Ambientados durante los años del crepúsculo de la dinastía Tang, los oficiales imperiales Jin (Takeshi Kaneshiro) y Leo (Andy Lau) pusieron su mirada en infiltrarse en un grupo de militantes al estilo Robin Hood que se llaman a sí mismos los “Dagas Voladoras”.

Dado que el líder de la banda es un secreto muy bien guardado, los oficiales traman un plan para capturar y ganar la confianza de una cortesana ciega llamada Mei (Zhang Ziyi), a quien sospechan que es un miembro encubierto del contingente rebelde.

La traducción del título chino de la película es “Ambusha de diez lados”, una descripción adecuada para la caótica descarga de combate y engaño que define la obra.

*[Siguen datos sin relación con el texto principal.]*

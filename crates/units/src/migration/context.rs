use bevy::prelude::*;

use crate::settings::UnitSettings;

/// Unit count the host ships with.
pub const ORIGINAL_UNIT_COUNT: u32 = 524_288;
/// Unit count when running expanded.
pub const EXPANDED_UNIT_COUNT: u32 = 1_048_576;
/// The host walks the whole unit array once per this many frames.
pub const SIMULATION_FRAMES: u32 = 4096;

/// The two capacities a session can run at.
#[derive(Debug, Clone, Copy, PartialEq, Eq)]
pub struct CapacityPlan {
    pub original: u32,
    pub expanded: u32,
    pub simulation_frames: u32,
}

impl Default for CapacityPlan {
    fn default() -> Self {
        Self {
            original: ORIGINAL_UNIT_COUNT,
            expanded: EXPANDED_UNIT_COUNT,
            simulation_frames: SIMULATION_FRAMES,
        }
    }
}

impl CapacityPlan {
    /// Units simulated per frame at the original capacity.
    pub fn original_chunk(&self) -> u32 {
        self.original / self.simulation_frames
    }

    pub fn expanded_chunk(&self) -> u32 {
        self.expanded / self.simulation_frames
    }
}

/// Everything the load sequence decides and the hooks share.
#[derive(Resource, Debug, Clone, Default)]
pub struct MigrationContext {
    pub settings: UnitSettings,
    pub plan: CapacityPlan,
    /// The save being loaded carries the expanded-array flag.
    pub loading_expanded: bool,
    /// This session runs with the expanded array.
    pub using_expanded: bool,
}

impl MigrationContext {
    pub fn new(plan: CapacityPlan) -> Self {
        Self {
            plan,
            ..Default::default()
        }
    }

    /// Records the host must read from the save being loaded.
    pub fn deserialize_len(&self) -> u32 {
        if self.loading_expanded {
            self.plan.expanded
        } else {
            self.plan.original
        }
    }

    /// Capacity the live array must have once the level is up.
    pub fn target_capacity(&self) -> u32 {
        if self.using_expanded {
            self.plan.expanded
        } else {
            self.plan.original
        }
    }

    /// Growing a save written at the original capacity.
    pub fn is_upgrade(&self) -> bool {
        self.using_expanded && !self.loading_expanded
    }
}
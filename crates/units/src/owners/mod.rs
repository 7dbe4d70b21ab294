//! Buildings and vehicles that own citizen-unit chains.
//!
//! Only what the unit pool needs is modelled here: validity flags, the
//! owner kind with its capacity parameters, and the chain head.

mod registry;
mod types;


pub use registry::*;
pub use types::*;

use bevy::prelude::*;

#[derive(Resource, Debug, Clone, Default)]
pub struct Buildings {
    /// Indexed by building id; slot 0 is reserved.
    pub buffer: Vec<Building>,
}

impl Buildings {
    pub fn new(capacity: usize) -> Self {
        Self {
            buffer: vec![Building::default(); capacity.max(1)],
        }
    }

    pub fn get(&self, id: u16) -> Option<&Building> {
        (id != 0).then(|| self.buffer.get(id as usize)).flatten()
    }

    pub fn get_mut(&mut self, id: u16) -> Option<&mut Building> {
        if id == 0 {
            return None;
        }
        self.buffer.get_mut(id as usize)
    }

    pub fn is_valid(&self, id: u16) -> bool {
        self.get(id).is_some_and(Building::is_valid)
    }

    pub fn iter_valid(&self) -> impl Iterator<Item = (u16, &Building)> + '_ {
        self.buffer
            .iter()
            .enumerate()
            .skip(1)
            .filter(|(_, b)| b.is_valid())
            .map(|(i, b)| (i as u16, b))
    }
}

#[derive(Resource, Debug, Clone, Default)]
pub struct Vehicles {
    pub buffer: Vec<Vehicle>,
}

impl Vehicles {
    pub fn new(capacity: usize) -> Self {
        Self {
            buffer: vec![Vehicle::default(); capacity.max(1)],
        }
    }

    pub fn get(&self, id: u16) -> Option<&Vehicle> {
        (id != 0).then(|| self.buffer.get(id as usize)).flatten()
    }

    pub fn get_mut(&mut self, id: u16) -> Option<&mut Vehicle> {
        if id == 0 {
            return None;
        }
        self.buffer.get_mut(id as usize)
    }

    pub fn is_valid(&self, id: u16) -> bool {
        self.get(id).is_some_and(Vehicle::is_valid)
    }
}
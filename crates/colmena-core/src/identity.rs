//! Identity records as returned by the credential store.
//!
//! The store keeps per-user metadata as free-form JSON. Only the keys this
//! system reads are modelled here; each one is optional and accepts either a
//! string or a number. Anything else (objects, arrays, booleans, `null`) reads
//! as absent so that one odd metadata value never fails the whole record.

use serde::{Deserialize, Deserializer, Serialize};
use serde_json::Value;

/// Raw identity resolved from a verified token.
#[derive(Debug, Clone, PartialEq, Eq, Serialize, Deserialize)]
pub struct IdentityRecord {
    pub id: String,
    #[serde(default, deserialize_with = "lenient_string")]
    pub email: Option<String>,
    #[serde(default, deserialize_with = "lenient_metadata")]
    pub user_metadata: UserMetadata,
}

/// The metadata keys consulted during identity enrichment.
#[derive(Debug, Clone, Default, PartialEq, Eq, Serialize, Deserialize)]
pub struct UserMetadata {
    #[serde(default, deserialize_with = "lenient_string", skip_serializing_if = "Option::is_none")]
    pub role: Option<String>,
    #[serde(default, deserialize_with = "lenient_string", skip_serializing_if = "Option::is_none")]
    pub first_name: Option<String>,
    #[serde(default, deserialize_with = "lenient_string", skip_serializing_if = "Option::is_none")]
    pub last_name: Option<String>,
    #[serde(default, deserialize_with = "lenient_string", skip_serializing_if = "Option::is_none")]
    pub family_id: Option<String>,
    #[serde(default, deserialize_with = "lenient_string", skip_serializing_if = "Option::is_none")]
    pub teacher_id: Option<String>,
}

impl UserMetadata {
    /// Returns the value only if it contains something other than whitespace.
    pub fn non_blank(value: &Option<String>) -> Option<&str> {
        value.as_deref().map(str::trim).filter(|v| !v.is_empty())
    }
}

fn lenient_string<'de, D>(deserializer: D) -> Result<Option<String>, D::Error>
where
    D: Deserializer<'de>,
{
    let value = Option::<Value>::deserialize(deserializer)?;
    Ok(match value {
        Some(Value::String(s)) => Some(s),
        Some(Value::Number(n)) => Some(n.to_string()),
        _ => None,
    })
}

fn lenient_metadata<'de, D>(deserializer: D) -> Result<UserMetadata, D::Error>
where
    D: Deserializer<'de>,
{
    let value = Option::<Value>::deserialize(deserializer)?;
    match value {
        Some(v @ Value::Object(_)) => UserMetadata::deserialize(v).map_err(serde::de::Error::custom),
        _ => Ok(UserMetadata::default()),
    }
}

#[cfg(test)]
mod tests {
    use super::*;
    use pretty_assertions::assert_eq;
    use serde_json::json;

    #[test]
    fn test_parses_store_user_payload() {
        let payload = json!({
            "id": "u1",
            "aud": "authenticated",
            "email": "a@x.com",
            "app_metadata": { "provider": "email" },
            "user_metadata": {
                "role": "teacher",
                "first_name": "Ana",
                "avatar": { "url": "ignored" }
            },
            "created_at": "2024-03-01T10:00:00Z"
        });

        let record: IdentityRecord = serde_json::from_value(payload).unwrap();
        assert_eq!(
            record,
            IdentityRecord {
                id: "u1".to_string(),
                email: Some("a@x.com".to_string()),
                user_metadata: UserMetadata {
                    role: Some("teacher".to_string()),
                    first_name: Some("Ana".to_string()),
                    ..Default::default()
                },
            }
        );
    }

    #[test]
    fn test_numeric_affiliations_become_strings() {
        let record: IdentityRecord = serde_json::from_value(json!({
            "id": "u2",
            "email": "fam@x.com",
            "user_metadata": { "family_id": 42, "teacher_id": null, "last_name": true }
        }))
        .unwrap();

        assert_eq!(record.user_metadata.family_id.as_deref(), Some("42"));
        assert_eq!(record.user_metadata.teacher_id, None);
        assert_eq!(record.user_metadata.last_name, None);
    }

    #[test]
    fn test_missing_or_null_metadata_is_empty() {
        let record: IdentityRecord = serde_json::from_value(json!({ "id": "u3" })).unwrap();
        assert_eq!(record.email, None);
        assert_eq!(record.user_metadata, UserMetadata::default());

        let record: IdentityRecord =
            serde_json::from_value(json!({ "id": "u4", "user_metadata": null })).unwrap();
        assert_eq!(record.user_metadata, UserMetadata::default());

        let record: IdentityRecord =
            serde_json::from_value(json!({ "id": "u5", "user_metadata": "oops" })).unwrap();
        assert_eq!(record.user_metadata, UserMetadata::default());
    }

    #[test]
    fn test_non_blank() {
        assert_eq!(UserMetadata::non_blank(&Some("  Ana ".to_string())), Some("Ana"));
        assert_eq!(UserMetadata::non_blank(&Some("   ".to_string())), None);
        assert_eq!(UserMetadata::non_blank(&None), None);
    }
}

Los tres protagonistas de la película, cada uno interpretado por actores procedentes de diferentes territorios de habla china, llevan una doble vida que se ven empujadas a puntos de inflexión insostenibles.

Mientras que en Hero varios giros y vueltas revelan una trama caballeresca que se promulga para unificar a la nación bajo una sola bandera, House of Flying Daggers presenta peleas que parecen no saber fin.

Cada batalla coreografiada con precisión, donde los guerreros vestidos de seda bailan a través de opulentas casas de placer y vistas impresionantes, deja un camino de guerra pintado con sangre y lágrimas.